Morale, motivation and momentum: three mysterious concepts

Motivation remains a much used term in organizational life. Much the same might be said of morale, a term generally applied in a military context, and momentum, particularly found in sports commentaries

Recent press reports have discussed the old military concept of morale among serving troops. Discussion has focused around whether entertainment can have a positive and relatively long-lasting effect on well-being of the recipients.

Research results

A research report from the department of psychiatry of Kings College London attempts to demystify the phenomenon. The following summarises the college press bulletin of Feb 12th 2012.

The report takes a historical look at the impact of entertainment on troop morale, from World War I to the conflict in Afghanistan today. Its author notes that

‘No single factor can be guaranteed to raise morale, but those that do, will undoubtedly have some effect on mental well-being. Whilst entertainment cannot, and does not, provide absolute protection against the psychological problems associated with war, it does have a role to play in protecting service personnel against mental health problems.’

The report suggests a clear association between falling morale and rising mental health problems. Many factors are indicative of poor morale, such as desertion, absenteeism, disciplinary offences and sickness. Factors that are believed to raise or sustain morale are confidence in commanders, unit cohesion, belief in the task and the fair provision of rest and recreation.
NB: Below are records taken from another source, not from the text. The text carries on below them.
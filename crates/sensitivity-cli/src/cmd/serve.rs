use std::path::Path;

pub fn run(config_path: &Path, port: u16) -> anyhow::Result<()> {
    let config = super::load_config(config_path)?;
    let orchestrator = super::build_orchestrator(&config)?;
    let state = sensitivity_server::AppState::new(orchestrator);

    let rt = tokio::runtime::Runtime::new()?;
    rt.block_on(sensitivity_server::serve(state, port))
}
Mark Cann, director of the sponsors of the report concurs:

‘Sending the biggest names in entertainment, free, to the frontline as volunteers with the support of the British public has a proven effect on morale, so long as it is carried out in the right way. We at the British Forces Foundation hope the findings might encourage a review of how military entertainment is conducted in future so that our work may be as effective as possible.’

The BBC added to the story drawing on historical and contemporary examples, and quotes from two military leaders

Despite a lack of research into the value of the entertainment provided to servicemen during WWI, [World War 1] it is hard to imagine it could have been anything other than a major morale-boost during such a terrible conflict.
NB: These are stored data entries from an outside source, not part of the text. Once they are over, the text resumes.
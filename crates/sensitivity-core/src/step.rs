//! Step executor: runs one tier step and contains its failure.
//!
//! Whatever an external system returns, [`StepExecutor::execute`] yields a
//! [`StepResult`]; errors never escape to the saga.

use serde::{Deserialize, Serialize};
use std::sync::Arc;
use tracing::{error, info};

use crate::clients::{IdentityClient, SiteClient};
use crate::error::ClientResult;
use crate::policy::{StepDefinition, StepOperation};
use crate::types::StepTarget;

// ---------------------------------------------------------------------------
// StepContext
// ---------------------------------------------------------------------------

/// Workspace coordinates a step runs against.
#[derive(Debug, Clone, Copy)]
pub struct StepContext<'a> {
    pub request_id: &'a str,
    pub group_id: &'a str,
    pub site_url: &'a str,
}

// ---------------------------------------------------------------------------
// StepResult
// ---------------------------------------------------------------------------

#[derive(Debug, Clone, PartialEq, Serialize, Deserialize)]
pub struct StepResult {
    pub name: String,
    pub target: StepTarget,
    pub succeeded: bool,
    /// Present iff `succeeded` is false.
    #[serde(default, skip_serializing_if = "Option::is_none")]
    pub error_detail: Option<String>,
}

impl StepResult {
    pub fn success(name: impl Into<String>, target: StepTarget) -> Self {
        Self {
            name: name.into(),
            target,
            succeeded: true,
            error_detail: None,
        }
    }

    pub fn failure(name: impl Into<String>, target: StepTarget, detail: impl Into<String>) -> Self {
        Self {
            name: name.into(),
            target,
            succeeded: false,
            error_detail: Some(detail.into()),
        }
    }
}

/// Login of the claim that represents the workspace group's owners on its site.
pub fn owner_group_claim(group_id: &str) -> String {
    format!("c:0o.c|federateddirectoryclaimprovider|{group_id}_o")
}

// ---------------------------------------------------------------------------
// StepExecutor
// ---------------------------------------------------------------------------

#[derive(Clone)]
pub struct StepExecutor {
    identity: Arc<dyn IdentityClient>,
    site: Arc<dyn SiteClient>,
}

impl StepExecutor {
    pub fn new(identity: Arc<dyn IdentityClient>, site: Arc<dyn SiteClient>) -> Self {
        Self { identity, site }
    }

    pub async fn execute(&self, step: &StepDefinition, ctx: &StepContext<'_>) -> StepResult {
        let target = step.target();
        info!(
            request_id = ctx.request_id,
            group_id = ctx.group_id,
            step = %step.name,
            step_target = %target,
            "step started"
        );

        match self.apply(&step.operation, ctx).await {
            Ok(()) => {
                info!(request_id = ctx.request_id, step = %step.name, "step succeeded");
                StepResult::success(&step.name, target)
            }
            Err(e) => {
                let causes = e.causes();
                error!(
                    request_id = ctx.request_id,
                    group_id = ctx.group_id,
                    step = %step.name,
                    step_target = %target,
                    error = %e,
                    causes = ?causes,
                    "step failed"
                );
                StepResult::failure(&step.name, target, e.to_string())
            }
        }
    }

    /// A step made of several calls stops at its first failing call.
    async fn apply(&self, operation: &StepOperation, ctx: &StepContext<'_>) -> ClientResult<()> {
        match operation {
            StepOperation::SetVisibility { visibility } => {
                self.identity.set_visibility(ctx.group_id, *visibility).await
            }
            StepOperation::RemoveOwner { owner_id } => {
                self.identity.remove_owner(ctx.group_id, owner_id).await
            }
            StepOperation::HandOverSiteAdministration { administrator } => {
                self.site
                    .add_site_administrator(ctx.site_url, administrator)
                    .await?;
                self.site
                    .remove_owner_group_member(ctx.site_url, administrator)
                    .await?;
                self.site
                    .remove_site_administrator(ctx.site_url, &owner_group_claim(ctx.group_id))
                    .await
            }
            StepOperation::GrantRole {
                principals,
                role,
                isolate_default_library,
            } => {
                if *isolate_default_library {
                    self.site.disable_hub_permission_sync(ctx.site_url).await?;
                    self.site.break_permission_inheritance(ctx.site_url).await?;
                }
                for principal in principals {
                    self.site.grant_role(ctx.site_url, principal, role).await?;
                }
                Ok(())
            }
        }
    }
}

// ---------------------------------------------------------------------------
// Tests
// ---------------------------------------------------------------------------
“Morale is a state of mind. It is that intangible force which will move a whole group of men to give their last ounce to achieve something, without counting the cost to themselves; that makes them feel that they are part of something greater than themselves.” (Field Marshal Slim, 1956)
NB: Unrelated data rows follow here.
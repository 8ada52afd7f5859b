use crate::error::{Result, SensitivityError};
use crate::policy::{StepDefinition, StepOperation};
use crate::types::Tier;
use serde::{Deserialize, Deserializer, Serialize};
use std::collections::{BTreeMap, HashSet};
use std::path::Path;

pub const DEFAULT_CONFIG_FILE: &str = "sensitivity.yaml";

// ---------------------------------------------------------------------------
// ConfigWarning / WarnLevel
// ---------------------------------------------------------------------------

#[derive(Debug, Clone, Serialize, Deserialize)]
pub struct ConfigWarning {
    pub level: WarnLevel,
    pub message: String,
}

#[derive(Debug, Clone, PartialEq, Serialize, Deserialize)]
#[serde(rename_all = "snake_case")]
pub enum WarnLevel {
    Warning,
    Error,
}

// ---------------------------------------------------------------------------
// TenantConfig / AuthConfig
// ---------------------------------------------------------------------------

#[derive(Debug, Clone, Serialize, Deserialize)]
pub struct TenantConfig {
    /// Short tenant name, e.g. `contoso` for `contoso.sharepoint.com`.
    pub name: String,
    /// Directory (tenant) id used for token requests.
    pub id: String,
}

#[derive(Debug, Clone, Default, Serialize, Deserialize)]
pub struct AuthConfig {
    #[serde(default)]
    pub client_id: String,
    /// Service account used for the password grant.
    #[serde(default)]
    pub user_name: String,
}

// ---------------------------------------------------------------------------
// GraphConfig
// ---------------------------------------------------------------------------

#[derive(Debug, Clone, Serialize, Deserialize)]
pub struct GraphConfig {
    #[serde(default = "default_graph_base_url")]
    pub base_url: String,
    #[serde(default = "default_login_base_url")]
    pub login_base_url: String,
}

fn default_graph_base_url() -> String {
    "https://graph.microsoft.com/v1.0".to_string()
}

fn default_login_base_url() -> String {
    "https://login.microsoftonline.com".to_string()
}

impl Default for GraphConfig {
    fn default() -> Self {
        Self {
            base_url: default_graph_base_url(),
            login_base_url: default_login_base_url(),
        }
    }
}

// ---------------------------------------------------------------------------
// SiteConfig
// ---------------------------------------------------------------------------

#[derive(Debug, Clone, Serialize, Deserialize)]
pub struct SiteConfig {
    /// Sites are provisioned at `url_prefix + request id`.
    pub url_prefix: String,
}

impl SiteConfig {
    pub fn site_url(&self, request_id: &str) -> String {
        format!("{}{}", self.url_prefix, request_id)
    }
}

// ---------------------------------------------------------------------------
// QueueConfig
// ---------------------------------------------------------------------------

#[derive(Debug, Clone, PartialEq, Serialize, Deserialize)]
pub struct QueueConfig {
    #[serde(default = "default_email_queue")]
    pub email: String,
    #[serde(default = "default_status_queue")]
    pub status: String,
    #[serde(default = "default_list_queue")]
    pub list: String,
}

fn default_email_queue() -> String {
    "email".to_string()
}

fn default_status_queue() -> String {
    "status".to_string()
}

fn default_list_queue() -> String {
    "list".to_string()
}

impl Default for QueueConfig {
    fn default() -> Self {
        Self {
            email: default_email_queue(),
            status: default_status_queue(),
            list: default_list_queue(),
        }
    }
}

// ---------------------------------------------------------------------------
// PrincipalsConfig
// ---------------------------------------------------------------------------

/// Accounts and groups referenced by the built-in tier steps.
#[derive(Debug, Clone, Default, Serialize, Deserialize)]
pub struct PrincipalsConfig {
    /// Provisioning service account removed from group owners.
    #[serde(default)]
    pub service_owner_id: String,
    /// Login of the group promoted to site collection administrator.
    #[serde(default)]
    pub site_admin_login: String,
    /// Login of the support group granted Full Control.
    #[serde(default)]
    pub support_group_login: String,
    /// Groups granted Read. Accepts a YAML list or a comma-separated string.
    #[serde(default, deserialize_with = "list_or_csv")]
    pub read_only_groups: Vec<String>,
}

fn list_or_csv<'de, D>(d: D) -> std::result::Result<Vec<String>, D::Error>
where
    D: Deserializer<'de>,
{
    #[derive(Deserialize)]
    #[serde(untagged)]
    enum ListOrCsv {
        List(Vec<String>),
        Csv(String),
    }

    let items = match ListOrCsv::deserialize(d)? {
        ListOrCsv::List(v) => v,
        ListOrCsv::Csv(s) => s.split(',').map(str::to_string).collect(),
    };
    Ok(items
        .into_iter()
        .map(|s| s.trim().to_string())
        .filter(|s| !s.is_empty())
        .collect())
}

// ---------------------------------------------------------------------------
// TierConfig
// ---------------------------------------------------------------------------

#[derive(Debug, Clone, Serialize, Deserialize)]
pub struct TierConfig {
    /// Sensitivity label applied to the group.
    pub label_id: String,
    /// Overrides the tier's default `SecurityCategory` tag.
    #[serde(default, skip_serializing_if = "Option::is_none")]
    pub security_category: Option<String>,
    /// Replaces the built-in step list for this tier.
    #[serde(default, skip_serializing_if = "Option::is_none")]
    pub steps: Option<Vec<StepDefinition>>,
}

// ---------------------------------------------------------------------------
// Config (top-level)
// ---------------------------------------------------------------------------

#[derive(Debug, Clone, Serialize, Deserialize)]
pub struct Config {
    #[serde(default = "default_version")]
    pub version: u32,
    pub tenant: TenantConfig,
    #[serde(default)]
    pub auth: AuthConfig,
    #[serde(default)]
    pub graph: GraphConfig,
    pub site: SiteConfig,
    #[serde(default)]
    pub queues: QueueConfig,
    #[serde(default)]
    pub principals: PrincipalsConfig,
    #[serde(default)]
    pub tiers: BTreeMap<Tier, TierConfig>,
}

fn default_version() -> u32 {
    1
}

impl Config {
    pub fn load(path: &Path) -> Result<Self> {
        if !path.exists() {
            return Err(SensitivityError::ConfigNotFound(path.to_path_buf()));
        }
        let data = std::fs::read_to_string(path)?;
        Self::from_yaml_str(&data)
    }

    pub fn from_yaml_str(data: &str) -> Result<Self> {
        let cfg: Config = serde_yaml::from_str(data)?;
        Ok(cfg)
    }

    pub fn tier(&self, tier: Tier) -> Option<&TierConfig> {
        self.tiers.get(&tier)
    }

    // -----------------------------------------------------------------------
    // Validation
    // -----------------------------------------------------------------------

    pub fn validate(&self) -> Vec<ConfigWarning> {
        let mut warnings = Vec::new();
        let mut push = |level: WarnLevel, message: String| {
            warnings.push(ConfigWarning { level, message });
        };

        if self.tenant.name.trim().is_empty() || self.tenant.id.trim().is_empty() {
            push(WarnLevel::Error, "tenant.name and tenant.id are required".into());
        }

        if !self.site.url_prefix.starts_with("https://") {
            push(
                WarnLevel::Warning,
                format!("site.url_prefix '{}' is not an https URL", self.site.url_prefix),
            );
        }

        for (key, name) in [
            ("email", &self.queues.email),
            ("status", &self.queues.status),
            ("list", &self.queues.list),
        ] {
            if !is_valid_queue_name(name) {
                push(
                    WarnLevel::Error,
                    format!("queues.{key} '{name}' is not a valid queue name"),
                );
            }
        }

        if self.tiers.is_empty() {
            push(
                WarnLevel::Error,
                "no tiers configured; every request will be rejected".into(),
            );
        }

        for (tier, tier_cfg) in &self.tiers {
            if tier_cfg.label_id.trim().is_empty() {
                push(WarnLevel::Error, format!("tier '{tier}' has an empty label_id"));
            }

            let steps = match &tier_cfg.steps {
                Some(steps) => steps.clone(),
                None => crate::policy::default_steps(*tier, &self.principals),
            };
            if steps.is_empty() {
                push(WarnLevel::Warning, format!("tier '{tier}' has no mandatory steps"));
            }

            let mut seen = HashSet::new();
            for step in &steps {
                if !seen.insert(step.name.as_str()) {
                    push(
                        WarnLevel::Warning,
                        format!("tier '{tier}' declares step '{}' more than once", step.name),
                    );
                }
                self.check_step(*tier, step, &mut push);
            }
        }

        warnings
    }

    fn check_step(&self, tier: Tier, step: &StepDefinition, push: &mut impl FnMut(WarnLevel, String)) {
        match &step.operation {
            StepOperation::RemoveOwner { owner_id } if owner_id.trim().is_empty() => push(
                WarnLevel::Error,
                format!("step '{}' on tier '{tier}' has no owner id", step.name),
            ),
            StepOperation::HandOverSiteAdministration { administrator }
                if administrator.trim().is_empty() =>
            {
                push(
                    WarnLevel::Error,
                    format!("step '{}' on tier '{tier}' has no administrator", step.name),
                )
            }
            StepOperation::GrantRole { principals, .. } if principals.is_empty() => push(
                WarnLevel::Warning,
                format!(
                    "step '{}' on tier '{tier}' grants its role to no principals",
                    step.name
                ),
            ),
            _ => {}
        }
    }
}

/// Storage queue naming rules: 3-63 chars, lowercase alphanumerics and
/// single hyphens, starting and ending with an alphanumeric.
fn is_valid_queue_name(name: &str) -> bool {
    let len_ok = (3..=63).contains(&name.len());
    let chars_ok = name
        .chars()
        .all(|c| c.is_ascii_lowercase() || c.is_ascii_digit() || c == '-');
    let edges_ok = !name.starts_with('-') && !name.ends_with('-');
    len_ok && chars_ok && edges_ok && !name.contains("--")
}

// ---------------------------------------------------------------------------
// Tests
// ---------------------------------------------------------------------------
“Without high morale, no success can be achieved, however good may be the strategic or tactical plan, or anything else.” (Field Marshal Montgomery, 1950)

What the textbooks don’t say

Even the standard textbooks on leadership are quiet on the nature of morale, and those other M-words motivation and momentum, although there are firms offering advice and courses for dealing with the issues. My concern is that the advice I found seems firmly grounded within current Anglo-Saxon interests in feel-good factors and positive psychology and as suggested in the King’s college report, more evidence-based studies may be needed. It would be good to test variations across other cultures.

5 Responses to Morale, motivation and momentum: three mysterious concepts

  1. Annabelle Mark says:

    There is the formal moral boost of entertainment and the informal of the joker in the pack see good examples in MASH One is engineered and one is engendered.
    I wonder how the feel good factor of the bonus culture for bankers fits here too

  2. Paul Hinks says:

    Hi Annabelle –

    Nice example – I’m also thinking about footballers who are referenced as the ‘jokers’ in the team – these guys can help create great team morale.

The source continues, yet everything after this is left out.